09-09-2016, 11:54 PM
(09-09-2016, 09:29 AM)bicep_grind Wrote: I am actually slowly filtering out all these exercises that either don't work for me or cause pain when gets heavy.
The problem in many cases is an exercise/machine feels great at 1st but then as you progress on with it over time it maybe doesn't feel as good or starts causing tendon flair ups. By the time your feeling this it's usually too late and your stuck with a nagging injury for a while.
Have you been there before dude? Where an exercise starts off all good and ends up with eventual sets feeling like your on a knifes edge with it? Lol where risk to benefit ratio is blown outta proportion? Especially for the needs of bodybuilding.
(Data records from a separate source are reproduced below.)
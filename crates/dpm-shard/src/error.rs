//! Error types for shard generation.

use std::path::PathBuf;
use thiserror::Error;

#[derive(Debug, Error)]
pub enum ShardError {
    /// A file could not be created, read or written.
    #[error("failed to {operation} {path}: {source}")]
    Io {
        operation: &'static str,
        path: PathBuf,
        #[source]
        source: std::io::Error,
    },

    /// Reading or writing a shard stream failed.
    #[error("shard stream I/O failed: {0}")]
    Stream(#[from] std::io::Error),

    #[error("failed to write CSV {path}: {source}")]
    Csv {
        path: PathBuf,
        #[source]
        source: csv::Error,
    },

    #[error("failed to encode JSON: {0}")]
    Json(#[from] serde_json::Error),

    /// A patient with a labelled sample has no demographics row.
    #[error("no demographics for patient index {patient_index}")]
    MissingDemographics { patient_index: u32 },

    #[error("invalid split ratios: train {train}, valid {valid}")]
    InvalidRatio { train: f64, valid: f64 },

    /// A shard line could not be parsed.
    #[error("malformed shard line {line}: {reason}")]
    MalformedLine { line: usize, reason: String },
}

pub type Result<T> = std::result::Result<T, ShardError>;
I'm very guilty of this, but now I'm a little older and definitely had a few minor set backs I feel I'm smarter with my training. If something twangs/pops or grinds I now discontinue haha.
Matt
Hey Matt,
Yeah, I've been there a few times...
https://www.elitefts.com/education/train...on-warrior
I had to try 5 exercises on a Muscle Round day just a couple weeks ago to find the right one.
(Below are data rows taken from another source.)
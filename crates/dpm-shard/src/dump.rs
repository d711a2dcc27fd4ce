//! JSON-lines dump of merged patient groups.

use std::io::Write;

use serde::Serialize;

use dpm_merge::{GroupSink, PatientGroup};
use dpm_model::{ClinicalEvent, EventCategory, PatientKey, Timestamp};

use crate::error::{Result, ShardError};

#[derive(Debug, Serialize)]
struct DumpEvent<'a> {
    category: EventCategory,
    code: &'a str,
    value: f64,
    time: Timestamp,
}

#[derive(Debug, Serialize)]
struct DumpGroup<'a> {
    patient: &'a PatientKey,
    events: Vec<DumpEvent<'a>>,
}

/// Writes each closed group as one JSON object per line.
pub struct JsonLinesWriter<W: Write> {
    writer: W,
    groups: usize,
}

impl<W: Write> JsonLinesWriter<W> {
    pub fn new(writer: W) -> Self {
        Self { writer, groups: 0 }
    }

    pub fn groups(&self) -> usize {
        self.groups
    }

    pub fn finish(mut self) -> Result<W> {
        self.writer.flush()?;
        Ok(self.writer)
    }
}

impl<W: Write> GroupSink<ClinicalEvent> for JsonLinesWriter<W> {
    type Error = ShardError;

    fn on_patient_group_closed(&mut self, group: PatientGroup<ClinicalEvent>) -> Result<()> {
        let dump = DumpGroup {
            patient: &group.key,
            events: group
                .iter_events()
                .map(|event| DumpEvent {
                    category: event.category,
                    code: &event.code,
                    value: event.value,
                    time: event.time,
                })
                .collect(),
        };
        serde_json::to_writer(&mut self.writer, &dump)?;
        self.writer.write_all(b"\n")?;
        self.groups += 1;
        Ok(())
    }
}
Any by the right one, I mean one where I feel like I can just friggin' go to town on it, full force, without nagging thoughts in the back of my mind.
I'd sort of disagree with your generalization in the first paragraph above. I think if you're paying close attention when warming up, that you can indeed figure out that an exercise is becoming problematic before it's too late. (I've been doing this for decades now... LOL I've been training for over 30yr, and pretty much always been a knucklehead in the gym...)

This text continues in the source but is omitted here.